§ Task item: Write every line of the following listing exactly as it reads.

Top of Task input

//! Server construction and middleware wiring.

mod config;
mod state_builders;

pub use config::{ServerConfig, ServerSettings};
pub use state_builders::build_http_ports;

use actix_session::{
    SessionMiddleware,
    config::{CookieContentSecurity, PersistentSession},
    storage::CookieSessionStore,
};
use actix_web::body::MessageBody;
use actix_web::cookie::{Key, SameSite};
use actix_web::dev::{Server, ServiceFactory, ServiceRequest, ServiceResponse};
use actix_web::{App, HttpServer, web};

use hotel_backend::Trace;
#[cfg(debug_assertions)]
use hotel_backend::doc::ApiDoc;
use hotel_backend::inbound::http::auth::Authentication;
use hotel_backend::inbound::http::health::{HealthState, live, ready};
use hotel_backend::inbound::http::state::HttpState;
#[cfg(debug_assertions)]
use utoipa::OpenApi;
#[cfg(debug_assertions)]
use utoipa_swagger_ui::SwaggerUi;

#[derive(Clone)]
struct AppDependencies {
    health_state: web::Data<HealthState>,
    http_state: web::Data<HttpState>,
    key: Key,
    cookie_secure: bool,
    same_site: SameSite,
}

/// Trace wraps everything so rejections from the authentication gate carry
/// a trace id; the session sits between them so the gate can read it.
fn build_app(
    deps: AppDependencies,
) -> App<
    impl ServiceFactory<
        ServiceRequest,
        Config = (),
        Response = ServiceResponse<impl MessageBody>,
        Error = actix_web::Error,
        InitError = (),
    >,
> {
    let AppDependencies {
        health_state,
        http_state,
        key,
        cookie_secure,
        same_site,
    } = deps;

    let session = SessionMiddleware::builder(CookieSessionStore::default(), key)
        .cookie_name("session".into())
        .cookie_path("/".into())
        .cookie_secure(cookie_secure)
        .cookie_http_only(true)
        .cookie_content_security(CookieContentSecurity::Private)
        .cookie_same_site(same_site)
        .session_lifecycle(
            PersistentSession::default().session_ttl(actix_web::cookie::time::Duration::hours(2)),
        )
        .build();

    let app = App::new()
        .app_data(health_state)
        .app_data(http_state)
        .wrap(Authentication)
        .wrap(session)
        .wrap(Trace)
        .configure(hotel_backend::inbound::http::configure)
        .service(ready)
        .service(live);

    #[cfg(debug_assertions)]
    let app = app.service(SwaggerUi::new("/docs/{_:.*}").url("/api-docs/openapi.json", ApiDoc::openapi()));

    app
}

/// Construct the HTTP server over prepared state.
///
/// # Errors
/// Propagates [`std::io::Error`] when binding the socket fails.
pub fn create_server(
    health_state: web::Data<HealthState>,
    http_state: HttpState,
    config: ServerConfig,
) -> std::io::Result<Server> {
    let http_state = web::Data::new(http_state);
    let ServerConfig {
        key,
        cookie_secure,
        same_site,
        bind_addr,
    } = config;

    let server = HttpServer::new(move || {
        build_app(AppDependencies {
            health_state: health_state.clone(),
            http_state: http_state.clone(),
            key: key.clone(),
            cookie_secure,
            same_site,
        })
    })
    .bind(bind_addr)?
    .run();

    Ok(server)
}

Bottom of Task input

§ Solution:
//! Server construction and middleware wiring.

mod config;
mod state_builders;

pub use config::{ServerConfig, ServerSettings};
pub use state_builders::build_http_ports;

use actix_session::{
    SessionMiddleware,
    config::{CookieContentSecurity, PersistentSession},
    storage::CookieSessionStore,
};
use actix_web::body::MessageBody;
use actix_web::cookie::{Key, SameSite};
use actix_web::dev::{Server, ServiceFactory, ServiceRequest, ServiceResponse};
use actix_web::{App, HttpServer, web};

use hotel_backend::Trace;
#[cfg(debug_assertions)]
use hotel_backend::doc::ApiDoc;
use hotel_backend::inbound::http::auth::Authentication;
use hotel_backend::inbound::http::health::{HealthState, live, ready};
use hotel_backend::inbound::http::state::HttpState;
#[cfg(debug_assertions)]
use utoipa::OpenApi;
#[cfg(debug_assertions)]
use utoipa_swagger_ui::SwaggerUi;

#[derive(Clone)]
struct AppDependencies {
    health_state: web::Data<HealthState>,
    http_state: web::Data<HttpState>,
    key: Key,
    cookie_secure: bool,
    same_site: SameSite,
}

/// Trace wraps everything so rejections from the authentication gate carry
/// a trace id; the session sits between them so the gate can read it.
fn build_app(
    deps: AppDependencies,
) -> App<
    impl ServiceFactory<
        ServiceRequest,
        Config = (),
        Response = ServiceResponse<impl MessageBody>,
        Error = actix_web::Error,
        InitError = (),
    >,
> {
    let AppDependencies {
        health_state,
        http_state,
        key,
        cookie_secure,
        same_site,
    } = deps;

    let session = SessionMiddleware::builder(CookieSessionStore::default(), key)
        .cookie_name("session".into())
        .cookie_path("/".into())
        .cookie_secure(cookie_secure)
        .cookie_http_only(true)
        .cookie_content_security(CookieContentSecurity::Private)
        .cookie_same_site(same_site)
        .session_lifecycle(
            PersistentSession::default().session_ttl(actix_web::cookie::time::Duration::hours(2)),
        )
        .build();

    let app = App::new()
        .app_data(health_state)
        .app_data(http_state)
        .wrap(Authentication)
        .wrap(session)
        .wrap(Trace)
        .configure(hotel_backend::inbound::http::configure)
        .service(ready)
        .service(live);

    #[cfg(debug_assertions)]
    let app = app.service(SwaggerUi::new("/docs/{_:.*}").url("/api-docs/openapi.json", ApiDoc::openapi()));

    app
}

/// Construct the HTTP server over prepared state.
///
/// # Errors
/// Propagates [`std::io::Error`] when binding the socket fails.
pub fn create_server(
    health_state: web::Data<HealthState>,
    http_state: HttpState,
    config: ServerConfig,
) -> std::io::Result<Server> {
    let http_state = web::Data::new(http_state);
    let ServerConfig {
        key,
        cookie_secure,
        same_site,
        bind_addr,
    } = config;

    let server = HttpServer::new(move || {
        build_app(AppDependencies {
            health_state: health_state.clone(),
            http_state: http_state.clone(),
            key: key.clone(),
            cookie_secure,
            same_site,
        })
    })
    .bind(bind_addr)?
    .run();

    Ok(server)
}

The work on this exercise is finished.